There are times when Perl might be easier (because you can choose an arbitrary delimiter to mark the regex boundaries):

perl -pe "s%include\('\./%include('%g"
Jonathan Leffler
This command works but only for really simple files containing one or two statements of similar type... In a sufficiently large file with a number of single quotes and slashes it seems to mess up everything. I also get this error:awk: warning: escape sequence `\(' treated as plain `('
GeekTantra
@GeekTantra: this is where you need to use a script file: 'awk -f file *.php'. You then don't have to fight the shell's interpretation of quotes as well as awk's interpretation of quotes, which makes life a whole heap easier. Re warning: MacOS 'awk' does not give it, but the backslash in front of the parenthesis in the replacement string is unwanted - your 'awk' is correct.
Jonathan Leffler
using double quotes in `gsub` has its uses. eg, if substituting forward slash `/`, one can use `gsub("/","")` instead of `gsub(/\//,"")`
ghostdog74
+3  A: 

@OP, you can try using octal code for the single quote(\047) and forward slash(\057), eg

$ cat file
include('./
$ awk '{gsub(/include\(\047\.\057/ , "include(\047" ) }1' file
include('
ghostdog74
Finally things worked. Thanks a lot.
GeekTantra
A: 

You don't need to use awk if all you want to do is this. :) Also, writing to a file as you're reading from it, in the way that you did, will lead to data loss or corruption, try not to do it.

for file in *.php ; do
# or, to do this to all php files recursively:
# find . -name '*.php' | while read file ; do
  # make backup copy; do not overwrite backup if backup already exists
  test -f $file.orig || cp -p $file $file.orig
  # awk '{... print > NEWFILE}' NEWFILE="$file" "$file.orig"
  sed -e "s:include('\./:include(':g" "$file.orig" >"$file"
done

Just to clarify the data loss aspect: when awk (or sed) start processing a file and you ask them to read the first line, they will actually perform a buffered read, that is, they will read from the filesystem (let's simplify and say "from disk") a block of data as large as their internal read buffer (e.g. 4-65KB) in order to get better performance (by reducing disk I/O.) Assume that the file you're working with is larger than the buffer size. Further reads will continue to come from the buffer until the buffer is exhausted, at which point a second block of data will be loaded from disk into the buffer etc.
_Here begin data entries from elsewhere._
//! Domain models for the blueprint tool
//!
//! Plain data shared by every layer: the blueprint tree, operation records
//! and receipts. No I/O happens here.

mod cancel;
mod operation;
mod tree;

pub use cancel::CancelToken;
pub use operation::{Operation, OperationKind, Receipt};
pub use tree::{Node, NodeKind, Tree};
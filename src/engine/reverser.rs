//! Directory on disk -> tree
//!
//! Kind is never guessed here: the filesystem says what each entry is.
//! Entries are visited directories-first and then by name, so reversing a
//! generated folder yields the order a blueprint author usually writes.

use std::cmp::Ordering;
use std::path::{Component, Path, PathBuf};

use thiserror::Error;
use tracing::debug;
use walkdir::{DirEntry, WalkDir};

use crate::domain::{CancelToken, Node, NodeKind, Tree};

#[derive(Debug, Error)]
pub enum ReverseError {
    #[error("Not a directory: {}", .path.display())]
    NotADirectory { path: PathBuf },

    #[error("Failed to read {}: {source}", .path.display())]
    Walk {
        path: PathBuf,
        #[source]
        source: walkdir::Error,
    },

    #[error("Reverse cancelled")]
    Cancelled,
}

/// Reads folders into trees
#[derive(Debug, Clone, Default)]
pub struct Reverser {
    cancel: CancelToken,
    ignore: Vec<String>,
}

impl Reverser {
    pub fn new() -> Self {
        Self::default()
    }

    /// Uses the given token to stop between entries
    pub fn with_cancel(mut self, cancel: CancelToken) -> Self {
        self.cancel = cancel;
        self
    }

    /// Entry names that are neither recorded nor descended into
    pub fn with_ignored(mut self, names: impl IntoIterator<Item = impl Into<String>>) -> Self {
        self.ignore = names.into_iter().map(Into::into).collect();
        self
    }

    fn is_ignored(&self, entry: &DirEntry) -> bool {
        let name = entry.file_name().to_string_lossy();
        self.ignore.iter().any(|ignored| *ignored == name)
    }

    /// Builds a tree from `input_dir`; the root is named after its base name
    pub fn reverse(&self, input_dir: &Path) -> Result<Tree, ReverseError> {
        if !input_dir.is_dir() {
            return Err(ReverseError::NotADirectory {
                path: input_dir.to_path_buf(),
            });
        }

        let mut tree = Tree::new(root_name(input_dir));

        let walker = WalkDir::new(input_dir)
            .min_depth(1)
            .sort_by(dirs_first)
            .into_iter()
            .filter_entry(|entry| !self.is_ignored(entry));

        for entry in walker {
            if self.cancel.is_cancelled() {
                return Err(ReverseError::Cancelled);
            }

            let entry = entry.map_err(|source| ReverseError::Walk {
                path: source
                    .path()
                    .map(Path::to_path_buf)
                    .unwrap_or_else(|| input_dir.to_path_buf()),
                source,
            })?;

            let Ok(relative) = entry.path().strip_prefix(input_dir) else {
                continue;
            };
            let segments = segments(relative);
            let kind = if entry.file_type().is_dir() {
                NodeKind::Directory
            } else {
                NodeKind::File
            };

            insert_path(&mut tree.root, &segments, kind);
        }

        let (dirs, files) = tree.stats();
        debug!(path = %input_dir.display(), dirs, files, "reversed folder");
        Ok(tree)
    }
}

/// Base name of the folder, resolving `.` and similar through the filesystem
fn root_name(dir: &Path) -> String {
    let named = |p: &Path| p.file_name().map(|n| n.to_string_lossy().into_owned());

    named(dir)
        .or_else(|| dir.canonicalize().ok().and_then(|p| named(&p)))
        .unwrap_or_else(|| "root".to_string())
}

fn dirs_first(a: &DirEntry, b: &DirEntry) -> Ordering {
    b.file_type()
        .is_dir()
        .cmp(&a.file_type().is_dir())
        .then_with(|| a.file_name().cmp(b.file_name()))
}

fn segments(relative: &Path) -> Vec<String> {
    relative
        .components()
        .filter_map(|c| match c {
            Component::Normal(part) => Some(part.to_string_lossy().into_owned()),
            _ => None,
        })
        .collect()
}

/// Inserts one path below `root`, one segment at a time.
///
/// Existing children are reused by name. Intermediate segments are
/// directories, promoting an existing file node if needed; the terminal
/// segment takes `kind`.
pub fn insert_path(root: &mut Node, segments: &[String], kind: NodeKind) {
    let mut current = root;

    for (i, name) in segments.iter().enumerate() {
        let last = i + 1 == segments.len();
        let wanted = if last { kind } else { NodeKind::Directory };

        let index = match current.children.iter().position(|c| &c.name == name) {
            Some(index) => {
                let existing = &mut current.children[index];
                if wanted == NodeKind::Directory {
                    existing.promote();
                }
                index
            }
            None => {
                let node = match wanted {
                    NodeKind::Directory => Node::dir(name.clone()),
                    NodeKind::File => Node::file(name.clone()),
                };
                current.push_child(node);
                current.children.len() - 1
            }
        };

        current = &mut current.children[index];
    }
}
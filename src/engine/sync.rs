//! Making a folder follow its blueprint
//!
//! Generation only ever adds. To mirror deletions made in a blueprint, the
//! folder is compared against the set of paths the tree names and every
//! other entry is removed.

use std::collections::HashSet;
use std::fs;
use std::io;
use std::path::{Path, PathBuf};

use tracing::info;
use walkdir::WalkDir;

use super::generator::GenerateError;
use crate::domain::{Node, Tree};

/// Relative paths of every node below the root
pub fn collect_allowed(tree: &Tree) -> HashSet<PathBuf> {
    fn visit(node: &Node, prefix: &Path, allowed: &mut HashSet<PathBuf>) {
        for child in &node.children {
            let path = prefix.join(&child.name);
            visit(child, &path, allowed);
            allowed.insert(path);
        }
    }

    let mut allowed = HashSet::new();
    visit(&tree.root, Path::new(""), &mut allowed);
    allowed
}

/// Entries pruning leaves alone, wherever they sit in the folder.
///
/// Keeping an entry also keeps every folder above it.
#[derive(Debug, Clone, Default)]
pub struct Protected {
    /// Names skipped together with their contents
    pub names: Vec<String>,
    /// Folder names kept with their contents, compared case-insensitively
    pub reserved_dirs: Vec<String>,
    /// Absolute paths of files that must survive
    pub paths: Vec<PathBuf>,
    /// Files with this extension survive
    pub extension: Option<String>,
}

impl Protected {
    fn is_reserved_dir(&self, name: &str) -> bool {
        self.reserved_dirs.iter().any(|r| r.eq_ignore_ascii_case(name))
    }

    fn keeps_file(&self, path: &Path) -> bool {
        self.paths.iter().any(|p| p == path)
            || self
                .extension
                .as_deref()
                .is_some_and(|ext| path.extension().is_some_and(|e| e == ext))
    }
}

/// Removes entries of `dir` that are neither in `allowed` nor protected.
///
/// Returns the removed paths; a removed folder is listed once.
pub fn prune_extra(
    dir: &Path,
    allowed: &HashSet<PathBuf>,
    protected: &Protected,
) -> Result<Vec<PathBuf>, GenerateError> {
    let mut keep = allowed.clone();
    let mut candidates = Vec::new();
    let mut walker = WalkDir::new(dir).min_depth(1).sort_by_file_name().into_iter();

    while let Some(entry) = walker.next() {
        let entry = entry.map_err(|e| GenerateError::Io {
            path: e.path().map(Path::to_path_buf).unwrap_or_else(|| dir.to_path_buf()),
            source: io::Error::from(e),
        })?;

        let is_dir = entry.file_type().is_dir();
        let name = entry.file_name().to_string_lossy();
        if protected.names.iter().any(|i| *i == name) {
            if is_dir {
                walker.skip_current_dir();
            }
            continue;
        }

        let Ok(relative) = entry.path().strip_prefix(dir) else {
            continue;
        };
        let relative = relative.to_path_buf();

        if is_dir && protected.is_reserved_dir(&name) {
            walker.skip_current_dir();
            keep_with_parents(&mut keep, &relative);
            continue;
        }
        if !is_dir && protected.keeps_file(entry.path()) {
            keep_with_parents(&mut keep, &relative);
            continue;
        }

        candidates.push((relative, is_dir));
    }

    // Walk order is pre-order, so a doomed folder precedes its contents
    let mut doomed: Vec<(PathBuf, bool)> = Vec::new();
    for (relative, is_dir) in candidates {
        if keep.contains(&relative)
            || doomed
                .iter()
                .any(|(d, dir_entry)| *dir_entry && relative.starts_with(d))
        {
            continue;
        }
        doomed.push((relative, is_dir));
    }

    let mut removed = Vec::with_capacity(doomed.len());
    for (relative, is_dir) in doomed {
        let path = dir.join(relative);
        let result = if is_dir {
            fs::remove_dir_all(&path)
        } else {
            fs::remove_file(&path)
        };
        match result {
            Ok(()) => {}
            Err(e) if e.kind() == io::ErrorKind::NotFound => continue,
            Err(source) => return Err(GenerateError::Io { path, source }),
        }
        info!(path = %path.display(), "removed entry not in blueprint");
        removed.push(path);
    }

    Ok(removed)
}

fn keep_with_parents(keep: &mut HashSet<PathBuf>, relative: &Path) {
    for ancestor in relative.ancestors() {
        if ancestor.as_os_str().is_empty() {
            break;
        }
        keep.insert(ancestor.to_path_buf());
    }
}

#[cfg(test)]
mod tests {
    use super::*;
    use crate::engine::parser::{Parser, BLUEPRINT_EXTENSION};
    use tempfile::TempDir;

    #[test]
    fn allowed_set_is_relative() {
        let tree = Parser::new()
            .parse_str("app/\n\tsrc/\n\t\tmain.rs\n\tREADME.md\n", "app")
            .unwrap()
            .tree;
        let allowed = collect_allowed(&tree);

        assert_eq!(allowed.len(), 3);
        assert!(allowed.contains(Path::new("src/main.rs")));
        assert!(!allowed.contains(Path::new("app")));
    }

    #[test]
    fn prunes_unlisted_entries() {
        let dir = TempDir::new().unwrap();
        fs::create_dir_all(dir.path().join("src")).unwrap();
        fs::create_dir_all(dir.path().join("old/deep")).unwrap();
        fs::write(dir.path().join("src/main.rs"), "").unwrap();
        fs::write(dir.path().join("src/stale.rs"), "").unwrap();
        fs::write(dir.path().join("old/deep/x.txt"), "").unwrap();

        let tree = Parser::new()
            .parse_str("app/\n\tsrc/\n\t\tmain.rs\n", "app")
            .unwrap()
            .tree;
        let removed =
            prune_extra(dir.path(), &collect_allowed(&tree), &Protected::default()).unwrap();

        assert_eq!(removed.len(), 2);
        assert!(dir.path().join("src/main.rs").exists());
        assert!(!dir.path().join("src/stale.rs").exists());
        assert!(!dir.path().join("old").exists());
    }

    #[test]
    fn ignored_entries_survive() {
        let dir = TempDir::new().unwrap();
        fs::create_dir_all(dir.path().join(".blueprint")).unwrap();
        fs::write(dir.path().join(".blueprint/history.jsonl"), "").unwrap();

        let tree = Parser::new().parse_str("app/\n", "app").unwrap().tree;
        let protected = Protected {
            names: vec![".blueprint".to_string()],
            ..Protected::default()
        };
        let removed = prune_extra(dir.path(), &collect_allowed(&tree), &protected).unwrap();

        assert!(removed.is_empty());
        assert!(dir.path().join(".blueprint/history.jsonl").exists());
    }

    #[test]
    fn reserved_dirs_survive_with_contents() {
        let dir = TempDir::new().unwrap();
        fs::create_dir_all(dir.path().join("node_modules/left-pad")).unwrap();
        fs::write(dir.path().join("node_modules/left-pad/index.js"), "").unwrap();
        fs::create_dir_all(dir.path().join("web/Dist")).unwrap();
        fs::write(dir.path().join("web/Dist/app.js"), "").unwrap();
        fs::write(dir.path().join("web/stale.js"), "").unwrap();

        let tree = Parser::new().parse_str("app/\n\tsrc/\n", "app").unwrap().tree;
        let protected = Protected {
            reserved_dirs: vec!["node_modules".to_string(), "dist".to_string()],
            ..Protected::default()
        };
        let removed = prune_extra(dir.path(), &collect_allowed(&tree), &protected).unwrap();

        assert_eq!(removed, vec![dir.path().join("web/stale.js")]);
        assert!(dir.path().join("node_modules/left-pad/index.js").exists());
        assert!(dir.path().join("web/Dist/app.js").exists());
    }

    #[test]
    fn blueprint_files_survive_in_unlisted_folders() {
        let dir = TempDir::new().unwrap();
        fs::create_dir_all(dir.path().join("docs")).unwrap();
        fs::write(dir.path().join("docs/other.struct"), "").unwrap();
        fs::write(dir.path().join("docs/notes.txt"), "").unwrap();
        fs::write(dir.path().join("layout.bp"), "").unwrap();

        let tree = Parser::new().parse_str("app/\n", "app").unwrap().tree;
        let protected = Protected {
            paths: vec![dir.path().join("layout.bp")],
            extension: Some(BLUEPRINT_EXTENSION.to_string()),
            ..Protected::default()
        };
        let removed = prune_extra(dir.path(), &collect_allowed(&tree), &protected).unwrap();

        assert_eq!(removed, vec![dir.path().join("docs/notes.txt")]);
        assert!(dir.path().join("docs/other.struct").exists());
        assert!(dir.path().join("layout.bp").exists());
    }
}
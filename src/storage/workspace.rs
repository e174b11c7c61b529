//! Workspace management
//!
//! A workspace is a directory holding `.blueprint/`, which keeps the
//! configuration, the operation logs and local plugins.

use std::fs;
use std::path::{Path, PathBuf};

use anyhow::{Context, Result};
use thiserror::Error;

use super::config::WORKSPACE_DIR;
use super::{Config, History};

#[derive(Debug, Error)]
pub enum WorkspaceError {
    #[error("No blueprint workspace at {0}. Run 'blueprint init' first.")]
    NotAWorkspace(PathBuf),
}

const DEFAULT_CONFIG: &str = r#"# blueprint configuration

[history]
# Directory for history.jsonl and undo.jsonl, relative to this workspace
# dir = ".blueprint"

[validate]
# Names pruned from blueprints before generation
# reserved = [".git", "node_modules", "vendor", "dist", "build"]
allow_reserved = false

[reverse]
# Entries skipped when reading a folder
ignore = [".blueprint", ".git"]

[source]
# Blueprint source plugin; runs blueprint-source-<plugin>
# plugin = "openai"
root_name = "project"
"#;

const GITIGNORE: &str = r#"# Operation logs are local to this machine
history.jsonl
undo.jsonl
*.tmp
"#;

/// A blueprint workspace
#[derive(Debug)]
pub struct Workspace {
    root: PathBuf,
    config: Config,
    history_override: Option<PathBuf>,
}

impl Workspace {
    /// Opens an existing workspace at the given path
    pub fn open(root: impl Into<PathBuf>) -> Result<Self> {
        let root = root.into();

        if !root.join(WORKSPACE_DIR).is_dir() {
            return Err(WorkspaceError::NotAWorkspace(root).into());
        }

        Self::load(root)
    }

    /// Opens the nearest workspace above `dir`, or treats `dir` as one
    pub fn discover(dir: &Path) -> Result<Self> {
        let root = Config::find_workspace_root(dir).unwrap_or_else(|| dir.to_path_buf());
        Self::load(root)
    }

    /// [`Workspace::discover`] from the current directory
    pub fn open_current() -> Result<Self> {
        let cwd = std::env::current_dir().context("Failed to read current directory")?;
        Self::discover(&cwd)
    }

    fn load(root: PathBuf) -> Result<Self> {
        let config = Config::for_workspace(&root)?;

        Ok(Self {
            root,
            config,
            history_override: None,
        })
    }

    /// Initializes a new workspace at the given path
    pub fn init(root: impl Into<PathBuf>) -> Result<Self> {
        let root = root.into();
        let workspace_dir = root.join(WORKSPACE_DIR);

        fs::create_dir_all(&workspace_dir).with_context(|| {
            format!(
                "Failed to create {} directory: {}",
                WORKSPACE_DIR,
                workspace_dir.display()
            )
        })?;

        let plugins_dir = workspace_dir.join("plugins");
        fs::create_dir_all(&plugins_dir).with_context(|| {
            format!(
                "Failed to create plugins directory: {}",
                plugins_dir.display()
            )
        })?;

        let config_path = workspace_dir.join("config.toml");
        if !config_path.exists() {
            fs::write(&config_path, DEFAULT_CONFIG)
                .with_context(|| format!("Failed to write config: {}", config_path.display()))?;
        }

        let gitignore_path = workspace_dir.join(".gitignore");
        if !gitignore_path.exists() {
            fs::write(&gitignore_path, GITIGNORE).with_context(|| {
                format!("Failed to write .gitignore: {}", gitignore_path.display())
            })?;
        }

        Self::open(root)
    }

    /// Logs go to `dir` instead of the configured location
    pub fn with_history_dir(mut self, dir: Option<PathBuf>) -> Self {
        self.history_override = dir;
        self
    }

    /// Returns the workspace root path
    pub fn root(&self) -> &Path {
        &self.root
    }

    /// Returns the .blueprint directory path
    pub fn blueprint_dir(&self) -> PathBuf {
        self.root.join(WORKSPACE_DIR)
    }

    /// Returns the configuration
    pub fn config(&self) -> &Config {
        &self.config
    }

    /// Returns the plugins directory
    pub fn plugins_dir(&self) -> PathBuf {
        self.blueprint_dir().join("plugins")
    }

    /// Directory holding the operation logs
    pub fn history_dir(&self) -> PathBuf {
        if let Some(dir) = &self.history_override {
            return dir.clone();
        }

        match &self.config.workspace.history.dir {
            Some(dir) if dir.is_absolute() => dir.clone(),
            Some(dir) => self.root.join(dir),
            None => self.blueprint_dir(),
        }
    }

    /// Returns the operation history
    pub fn history(&self) -> History {
        History::for_dir(&self.history_dir())
    }
}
However, just after you read the first line, i.e. after the first block of data is read from disk into the buffer, your awk script opens FILENAME, the input file itself, for writing with truncation, i.e. the file's size on disk is reset to 0. At this point all that remains of your original file are the first few kilobytes of data in awk's memory. Awk will merrily continue to read line after line from the in-memory buffer and produce output until the buffer is exhausted, at which point awk will probably stop and leave you with a 4-65k file.

As a side note, if you are actually using awk to expand (e.g. print "PREFIX: " $0), not shrink (gsub(/.../, "")), data, then you'll almost certainly end up with a non-responsive awk and a perpetually growing file. :)

vladr
sed, awk, both can do the job.
ghostdog74
Arguably one less level of quoting/escaping. :) But the really unforgivable part, whichever (awk or sed) is used, is essentially truncating each PHP file after the first line is read, i.e. if the file is bigger than awk's/sed's read buffer he's just truncated his files to just as many bytes.
vladr
awk actually did the job for me. Its not about using sed or awk its about which one is more comfortable with.
GeekTantra
Correct, either awk or sed will do the job. I do hope that none of your files were larger than 65k, though. :) Just for fun, take or make a 100K file and run the original `gawk { ... print > FILENAME } file` command. My `awk` stops flat at 68k. Ooops. :)
vladr
that's because its writing back to the file that gawk is currently processing. its the same concept as `cat file > file`. Providing a different file name (and renaming it back to original if needed) is the way to go.